Lines holding the string "reference" are the ones to copy; find them all in the data.

Stored items
/---

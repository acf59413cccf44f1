//! Adapter descriptors
//!
//! A descriptor is the configuration-time definition of one adapter: which
//! provider it talks to, which capabilities it serves, where its credentials
//! live and what it depends on. Descriptors are immutable once registered;
//! changing one means submitting a new configuration through hot reload.
//!
//! ```toml
//! [[adapters]]
//! id = "crm-eu"
//! provider_type = "rest_crm"
//! capabilities = ["contact_sync", "deal_sync"]
//! credentials_ref = "CRM_EU_TOKEN"
//! depends_on = ["templates"]
//!
//! [adapters.options]
//! timeout_ms = 3000
//! priority = 10
//! settings = { base_url = "https://crm.example.com/api" }
//! ```

use std::collections::{BTreeSet, HashSet};
use std::time::Duration;

use serde::{Deserialize, Serialize};
use serde_json::Value;
use validator::Validate;

use core_kernel::{AdapterId, Capability, ConfigError};
use domain_resilience::CircuitBreakerConfig;

/// Tunables shared by every provider type
#[derive(Debug, Clone, PartialEq, Serialize, Deserialize, Validate)]
#[serde(default)]
pub struct AdapterOptions {
    /// Per-call timeout
    #[validate(range(min = 1, max = 600000))]
    pub timeout_ms: u64,

    /// Provider-side call budget; enforced by adapters that support it
    #[validate(range(min = 1))]
    pub rate_limit_per_second: Option<u32>,

    /// Lower values are preferred when several adapters serve a capability
    #[validate(range(max = 10000))]
    pub priority: u32,

    /// Breaker tuning; defaults apply when absent
    #[validate(nested)]
    pub circuit_breaker: Option<CircuitBreakerConfig>,

    /// Provider-specific settings, interpreted by the provider's builder
    pub settings: Value,
}

impl Default for AdapterOptions {
    fn default() -> Self {
        Self {
            timeout_ms: 5_000,
            rate_limit_per_second: None,
            priority: 100,
            circuit_breaker: None,
            settings: Value::Object(Default::default()),
        }
    }
}

impl AdapterOptions {
    pub fn timeout(&self) -> Duration {
        Duration::from_millis(self.timeout_ms)
    }

    pub fn breaker_config(&self) -> CircuitBreakerConfig {
        self.circuit_breaker.clone().unwrap_or_default()
    }

    /// Returns a string setting
    pub fn setting_str(&self, key: &str) -> Option<&str> {
        self.settings.get(key).and_then(Value::as_str)
    }
}

/// Definition of one configured adapter
#[derive(Debug, Clone, PartialEq, Serialize, Deserialize)]
pub struct AdapterDescriptor {
    pub id: AdapterId,
    pub provider_type: String,
    pub capabilities: BTreeSet<Capability>,
    /// Name under which the secret store holds this adapter's credentials
    #[serde(default, skip_serializing_if = "Option::is_none")]
    pub credentials_ref: Option<String>,
    #[serde(default)]
    pub options: AdapterOptions,
    #[serde(default)]
    pub depends_on: Vec<AdapterId>,
}

impl AdapterDescriptor {
    pub fn new(
        id: impl Into<AdapterId>,
        provider_type: impl Into<String>,
        capabilities: impl IntoIterator<Item = Capability>,
    ) -> Self {
        Self {
            id: id.into(),
            provider_type: provider_type.into(),
            capabilities: capabilities.into_iter().collect(),
            credentials_ref: None,
            options: AdapterOptions::default(),
            depends_on: Vec::new(),
        }
    }

    pub fn with_depends_on(mut self, dependency: impl Into<AdapterId>) -> Self {
        self.depends_on.push(dependency.into());
        self
    }

    pub fn with_options(mut self, options: AdapterOptions) -> Self {
        self.options = options;
        self
    }

    pub fn with_credentials_ref(mut self, reference: impl Into<String>) -> Self {
        self.credentials_ref = Some(reference.into());
        self
    }

    pub fn priority(&self) -> u32 {
        self.options.priority
    }

    pub fn supports(&self, capability: Capability) -> bool {
        self.capabilities.contains(&capability)
    }

    /// Checks the descriptor on its own, without looking at other adapters
    ///
    /// # Errors
    ///
    /// `ConfigError::Invalid` for structural problems or out-of-range options,
    /// `ConfigError::CyclicDependency` if the adapter depends on itself.
    pub fn validate(&self) -> Result<(), ConfigError> {
        if self.id.is_blank() {
            return Err(ConfigError::invalid(&self.id, "adapter id must not be empty"));
        }
        if self.provider_type.trim().is_empty() {
            return Err(ConfigError::invalid(&self.id, "provider_type must not be empty"));
        }
        if self.capabilities.is_empty() {
            return Err(ConfigError::invalid(
                &self.id,
                "at least one capability must be declared",
            ));
        }
        if self.depends_on.contains(&self.id) {
            return Err(ConfigError::CyclicDependency {
                adapters: vec![self.id.clone()],
            });
        }

        let mut seen = HashSet::new();
        if let Some(repeated) = self.depends_on.iter().find(|dep| !seen.insert(*dep)) {
            return Err(ConfigError::invalid(
                &self.id,
                format!("dependency '{repeated}' is listed more than once"),
            ));
        }

        self.options
            .validate()
            .map_err(|errors| ConfigError::invalid(&self.id, errors.to_string()))
    }
}

/// A complete adapter configuration, the unit of hot reload
#[derive(Debug, Clone, Default, PartialEq, Serialize, Deserialize)]
pub struct RegistryConfig {
    #[serde(default)]
    pub adapters: Vec<AdapterDescriptor>,
}

impl RegistryConfig {
    pub fn new(adapters: Vec<AdapterDescriptor>) -> Self {
        Self { adapters }
    }
}

#[cfg(test)]
mod tests {
    use super::*;

    fn descriptor() -> AdapterDescriptor {
        AdapterDescriptor::new("crm-a", "in_memory_crm", [Capability::ContactSync])
    }

    #[test]
    fn test_valid_descriptor() {
        assert!(descriptor().validate().is_ok());
    }

    #[test]
    fn test_rejects_blank_id() {
        let descriptor = AdapterDescriptor::new("  ", "in_memory_crm", [Capability::ContactSync]);
        assert!(matches!(descriptor.validate(), Err(ConfigError::Invalid { .. })));
    }

    #[test]
    fn test_rejects_missing_capabilities() {
        let descriptor = AdapterDescriptor::new("crm-a", "in_memory_crm", []);
        assert!(matches!(descriptor.validate(), Err(ConfigError::Invalid { .. })));
    }

    #[test]
    fn test_self_dependency_is_a_cycle() {
        let descriptor = descriptor().with_depends_on("crm-a");
        assert_eq!(
            descriptor.validate(),
            Err(ConfigError::CyclicDependency {
                adapters: vec![AdapterId::from("crm-a")]
            })
        );
    }

    #[test]
    fn test_rejects_repeated_dependency() {
        let descriptor = descriptor().with_depends_on("tpl").with_depends_on("tpl");
        assert!(matches!(descriptor.validate(), Err(ConfigError::Invalid { .. })));
    }

    #[test]
    fn test_rejects_zero_timeout() {
        let descriptor = descriptor().with_options(AdapterOptions {
            timeout_ms: 0,
            ..Default::default()
        });
        assert!(matches!(descriptor.validate(), Err(ConfigError::Invalid { .. })));
    }

    #[test]
    fn test_rejects_invalid_breaker_options() {
        let descriptor = descriptor().with_options(AdapterOptions {
            circuit_breaker: Some(CircuitBreakerConfig {
                failure_rate_threshold: 2.0,
                ..Default::default()
            }),
            ..Default::default()
        });
        assert!(descriptor.validate().is_err());
    }

    #[test]
    fn test_deserializes_with_defaults() {
        let json = r#"{
            "adapters": [{
                "id": "crm-a",
                "provider_type": "rest_crm",
                "capabilities": ["contact_sync", "deal_sync"],
                "options": { "priority": 5, "settings": { "base_url": "http://crm" } }
            }]
        }"#;
        let config: RegistryConfig = serde_json::from_str(json).unwrap();
        let adapter = &config.adapters[0];

        assert_eq!(adapter.priority(), 5);
        assert_eq!(adapter.options.timeout_ms, 5_000);
        assert_eq!(adapter.options.setting_str("base_url"), Some("http://crm"));
        assert!(adapter.supports(Capability::DealSync));
        assert!(adapter.depends_on.is_empty());
    }
}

\---

● Solution
    pub fn with_credentials_ref(mut self, reference: impl Into<String>) -> Self {
        self.credentials_ref = Some(reference.into());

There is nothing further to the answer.